■ Your task
Where the line with "now + Duration::from_secs(u32::MAX.into()));" appears below, start writing out lines exactly, and finish with the line with "waits on I/O.", which is included; write out nothing else.
::::::::::
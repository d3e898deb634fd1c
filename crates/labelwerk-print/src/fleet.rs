// SPDX-License-Identifier: PMPL-1.0-or-later
// Copyright (c) 2026 Jonathan D.A. Jewell (hyperpolymath) <jonathan.jewell@open.ac.uk>
//
// Fleet manager: the one context that owns every printer, the status cache,
// the queues and the job registry.
//
// Background tasks (a health monitor and a queue worker per printer, plus
// one expiry sweeper) only talk to each other through that shared state.
// The API-layer operations below never touch printer I/O; submission is a
// render plus an append and returns immediately.

use std::sync::{Arc, Mutex, PoisonError};
use std::time::Duration;

use tokio::task::JoinHandle;
use tokio::time::{Instant, MissedTickBehavior};
use tokio_util::sync::CancellationToken;
use tracing::{debug, info, instrument, warn};

use labelwerk_core::config::FleetConfig;
use labelwerk_core::error::{LabelwerkError, Result};
use labelwerk_core::human_errors::{HumanError, describe_attention, humanize_error};
use labelwerk_core::types::{
    Dialect, FieldValues, JobId, JobReceipt, JobStatus, LinkState, PrintJob, PrinterConfig,
    PrinterStatus,
};

use crate::health::HealthMonitor;
use crate::printer::Printer;
use crate::protocol::resolve_dialect;
use crate::queue::{PrintQueue, SweepReport};
use crate::registry::JobRegistry;
use crate::render::Renderer;
use crate::retry::RetryConfig;
use crate::status::StatusCache;
use crate::worker::QueueWorker;

/// Cached status of one printer, as returned by `get_status`.
#[derive(Debug, Clone)]
pub struct StatusReport {
    pub name: String,
    pub state: LinkState,
    pub status: PrinterStatus,
    /// Time since the last probe or send outcome; `None` before the first.
    pub age: Option<Duration>,
    /// Older than `stale_after_intervals` probe intervals, or never observed.
    pub stale: bool,
    /// Something an operator should fix at the printer.
    pub attention: Option<HumanError>,
    pub last_error: Option<String>,
}

/// One row of `list_printers`.
#[derive(Debug, Clone)]
pub struct PrinterSummary {
    pub name: String,
    pub dialect: Dialect,
    pub state: LinkState,
    pub status: PrinterStatus,
    pub queue_depth: usize,
    pub attention: Option<String>,
}

struct PrinterSlot {
    config: PrinterConfig,
    device: Arc<tokio::sync::Mutex<Printer>>,
}

struct FleetState {
    settings: FleetConfig,
    printers: Vec<PrinterSlot>,
    cache: Arc<StatusCache>,
    queue: Arc<PrintQueue>,
    registry: Arc<JobRegistry>,
    renderer: Arc<dyn Renderer>,
}

impl FleetState {
    fn slot(&self, name: &str) -> Option<&PrinterSlot> {
        self.printers.iter().find(|slot| slot.config.name == name)
    }
}

/// Cheaply cloneable handle to the running fleet.
#[derive(Clone)]
pub struct Fleet {
    state: Arc<FleetState>,
    tasks: Arc<Mutex<Vec<JoinHandle<()>>>>,
    shutdown: CancellationToken,
}

impl Fleet {
    /// Build a fleet over already-constructed printers.
    pub fn new(
        settings: FleetConfig,
        printers: Vec<Printer>,
        renderer: Arc<dyn Renderer>,
    ) -> Result<Self> {
        let configs: Vec<PrinterConfig> = printers.iter().map(|p| p.config().clone()).collect();
        FleetConfig {
            printers: configs,
            ..settings.clone()
        }
        .validate()?;

        let cache = Arc::new(StatusCache::new());
        let queue = Arc::new(PrintQueue::new());
        let slots = printers
            .into_iter()
            .map(|printer| {
                cache.register(printer.name());
                queue.register(printer.name());
                PrinterSlot {
                    config: printer.config().clone(),
                    device: Arc::new(tokio::sync::Mutex::new(printer)),
                }
            })
            .collect();

        Ok(Self {
            state: Arc::new(FleetState {
                settings,
                printers: slots,
                cache,
                queue,
                registry: Arc::new(JobRegistry::new()),
                renderer,
            }),
            tasks: Arc::default(),
            shutdown: CancellationToken::new(),
        })
    }

    /// Build a fleet from configuration, skipping disabled printers.
    pub fn from_config(settings: FleetConfig, renderer: Arc<dyn Renderer>) -> Result<Self> {
        settings.validate()?;

        let mut printers = Vec::new();
        for config in &settings.printers {
            if !config.enabled {
                info!(printer = %config.name, "printer disabled, skipping");
                continue;
            }
            debug!(
                printer = %config.name,
                dialect = %config.dialect,
                connection = %config.connection.describe(),
                "printer configured"
            );
            printers.push(Printer::from_config(config.clone(), settings.io.clone()));
        }
        Self::new(settings, printers, renderer)
    }

    // -- Lifecycle -----------------------------------------------------------

    /// Spawn the per-printer health monitors and queue workers plus the
    /// expiry sweeper. Calling it again while running does nothing.
    pub fn start(&self) {
        let mut tasks = self.tasks.lock().unwrap_or_else(PoisonError::into_inner);
        if !tasks.is_empty() {
            warn!("fleet already started");
            return;
        }

        let state = &self.state;
        let retry = RetryConfig::from(&state.settings);
        for slot in &state.printers {
            let name = slot.config.name.clone();

            let monitor = HealthMonitor::new(
                name.clone(),
                Arc::clone(&slot.device),
                Arc::clone(&state.cache),
                slot.config.healthcheck.interval(),
            );
            tasks.push(tokio::spawn(monitor.run(self.shutdown.clone())));

            let worker = QueueWorker::new(
                name,
                Arc::clone(&slot.device),
                Arc::clone(&state.cache),
                Arc::clone(&state.queue),
                Arc::clone(&state.registry),
                retry,
                state.settings.worker_tick(),
            );
            tasks.push(tokio::spawn(worker.run(self.shutdown.clone())));
        }

        tasks.push(tokio::spawn(run_sweeper(
            Arc::clone(state),
            self.shutdown.clone(),
        )));
        info!(printers = state.printers.len(), "fleet started");
    }

    /// Signal every task and wait for them. Sends and probes already in
    /// flight finish first.
    pub async fn shutdown(&self) {
        self.shutdown.cancel();
        let tasks = std::mem::take(&mut *self.tasks.lock().unwrap_or_else(PoisonError::into_inner));
        for task in tasks {
            if let Err(e) = task.await {
                warn!(error = %e, "fleet task ended abnormally");
            }
        }
        info!("fleet stopped");
    }

    /// Run one expiry sweep and retention pass now.
    pub fn sweep(&self) -> SweepReport {
        sweep_once(&self.state, Instant::now())
    }

    // -- API -----------------------------------------------------------------

    /// Render a label and queue it for a printer.
    ///
    /// Without `printer_name`, the first configured printer the template
    /// supports is used. Every validation failure is returned before the
    /// queue is touched.
    #[instrument(skip(self, fields), fields(template = %template_name))]
    pub fn submit(
        &self,
        template_name: &str,
        printer_name: Option<&str>,
        quantity: u32,
        fields: &FieldValues,
    ) -> Result<JobReceipt> {
        let state = &self.state;
        let template = state
            .renderer
            .template(template_name)
            .ok_or_else(|| LabelwerkError::TemplateNotFound(template_name.to_string()))?;

        let slot = match printer_name {
            Some(name) => {
                let slot = state
                    .slot(name)
                    .ok_or_else(|| LabelwerkError::PrinterNotFound(name.to_string()))?;
                if !template.supports(&slot.config) {
                    return Err(LabelwerkError::IncompatibleTemplate {
                        template: template_name.to_string(),
                        printer: name.to_string(),
                    });
                }
                slot
            }
            None => state
                .printers
                .iter()
                .find(|slot| template.supports(&slot.config))
                .ok_or_else(|| LabelwerkError::NoCompatiblePrinter(template_name.to_string()))?,
        };

        let quantity = template.quantity.unwrap_or(quantity);
        if quantity == 0 {
            return Err(LabelwerkError::InvalidQuantity(quantity));
        }

        let mut fields = fields.clone();
        fields.insert("quantity".into(), serde_json::Value::from(quantity));
        let label = state.renderer.render(template_name, &fields)?;
        let dialect = resolve_dialect(&label.dialect_hint, slot.config.dialect);

        let timeout = state.settings.queue_timeout();
        let printer = slot.config.name.clone();
        let job = PrintJob::new(
            template_name.to_string(),
            printer.clone(),
            dialect,
            label.payload,
            quantity,
            timeout,
        );
        let id = job.id;
        let now = Instant::now();
        let deadline = now
            .checked_add(timeout)
            .unwrap_or_else(|| now + Duration::from_secs(u32::MAX.into()));

        state.registry.insert(job, deadline);
        state.queue.enqueue(&printer, id);

        let message = if state.cache.is_online(&printer) {
            format!("queued for {printer}")
        } else {
            format!("queued for {printer}; the printer is offline, the label prints when it is back")
        };
        info!(job_id = %id, printer = %printer, quantity, "job queued");

        Ok(JobReceipt {
            job_id: id,
            status: JobStatus::Pending,
            message,
        })
    }

    /// Last known status of a printer with its age. Never waits on I/O.
    pub fn get_status(&self, printer_name: &str) -> Result<StatusReport> {
        let state = &self.state;
        let slot = state
            .slot(printer_name)
            .ok_or_else(|| LabelwerkError::PrinterNotFound(printer_name.to_string()))?;

        let reading = state.cache.get(printer_name);
        let (link, status, age, last_error) = match reading {
            Some(r) => (r.state, r.status, r.age, r.last_error),
            None => (LinkState::Unknown, PrinterStatus::default(), None, None),
        };

        let threshold = slot
            .config
            .healthcheck
            .interval()
            .saturating_mul(state.settings.stale_after_intervals);
        let stale = age.is_none_or(|age| age > threshold);
        let attention = describe_attention(&status);

        Ok(StatusReport {
            name: printer_name.to_string(),
            state: link,
            status,
            age,
            stale,
            attention,
            last_error,
        })
    }

    pub fn list_printers(&self) -> Vec<PrinterSummary> {
        let state = &self.state;
        state
            .printers
            .iter()
            .map(|slot| {
                let name = &slot.config.name;
                let (link, status) = state
                    .cache
                    .get(name)
                    .map(|r| (r.state, r.status))
                    .unwrap_or((LinkState::Unknown, PrinterStatus::default()));
                PrinterSummary {
                    name: name.clone(),
                    dialect: slot.config.dialect,
                    state: link,
                    attention: describe_attention(&status).map(|hint| hint.message),
                    status,
                    queue_depth: state.queue.depth(name),
                }
            })
            .collect()
    }

    /// Current state of a job with an operator-facing message.
    pub fn get_job(&self, job_id: &str) -> Result<JobReceipt> {
        let job = job_id
            .parse::<JobId>()
            .ok()
            .and_then(|id| self.state.registry.get(&id))
            .ok_or_else(|| LabelwerkError::JobNotFound(job_id.to_string()))?;

        Ok(JobReceipt {
            job_id: job.id,
            status: job.status,
            message: job_message(&job),
        })
    }

    /// Full job record, for callers that need more than the receipt.
    pub fn job(&self, id: &JobId) -> Option<PrintJob> {
        self.state.registry.get(id)
    }
}

fn job_message(job: &PrintJob) -> String {
    match job.status {
        JobStatus::Pending => format!("queued for {}", job.printer_name),
        JobStatus::Printing if job.attempts > 0 => format!(
            "waiting for {} after {} failed attempt(s)",
            job.printer_name, job.attempts
        ),
        JobStatus::Printing => format!("sending to {}", job.printer_name),
        JobStatus::Completed => format!("printed {} label(s)", job.quantity),
        JobStatus::Failed => {
            humanize_error(&LabelwerkError::QueueSendFailed {
                job: job.id,
                attempts: job.attempts,
                reason: job.error_message.clone().unwrap_or_default(),
            })
            .message
        }
        JobStatus::Expired => humanize_error(&LabelwerkError::JobExpired(job.id)).message,
    }
}

fn sweep_once(state: &FleetState, now: Instant) -> SweepReport {
    let report = state.queue.sweep(&state.registry, now);
    let reclaimed = state
        .registry
        .reclaim(now, state.settings.job_retention());
    if !report.is_empty() || reclaimed > 0 {
        debug!(
            expired = report.expired.len(),
            failed = report.failed.len(),
            reclaimed,
            "sweep finished"
        );
    }
    report
}

async fn run_sweeper(state: Arc<FleetState>, shutdown: CancellationToken) {
    let mut ticker = tokio::time::interval(state.settings.sweep_interval());
    ticker.set_missed_tick_behavior(MissedTickBehavior::Delay);

    loop {
        tokio::select! {
            _ = shutdown.cancelled() => break,
            _ = ticker.tick() => {}
        }
        sweep_once(&state, Instant::now());
    }
    debug!("expiry sweeper stopped");
}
::::::::::
■ Response below
            .unwrap_or_else(|| now + Duration::from_secs(u32::MAX.into()));

        state.registry.insert(job, deadline);
        state.queue.enqueue(&printer, id);

        let message = if state.cache.is_online(&printer) {
            format!("queued for {printer}")
        } else {
            format!("queued for {printer}; the printer is offline, the label prints when it is back")
        };
        info!(job_id = %id, printer = %printer, quantity, "job queued");

        Ok(JobReceipt {
            job_id: id,
            status: JobStatus::Pending,
            message,
        })
    }

    /// Last known status of a printer with its age. Never waits on I/O.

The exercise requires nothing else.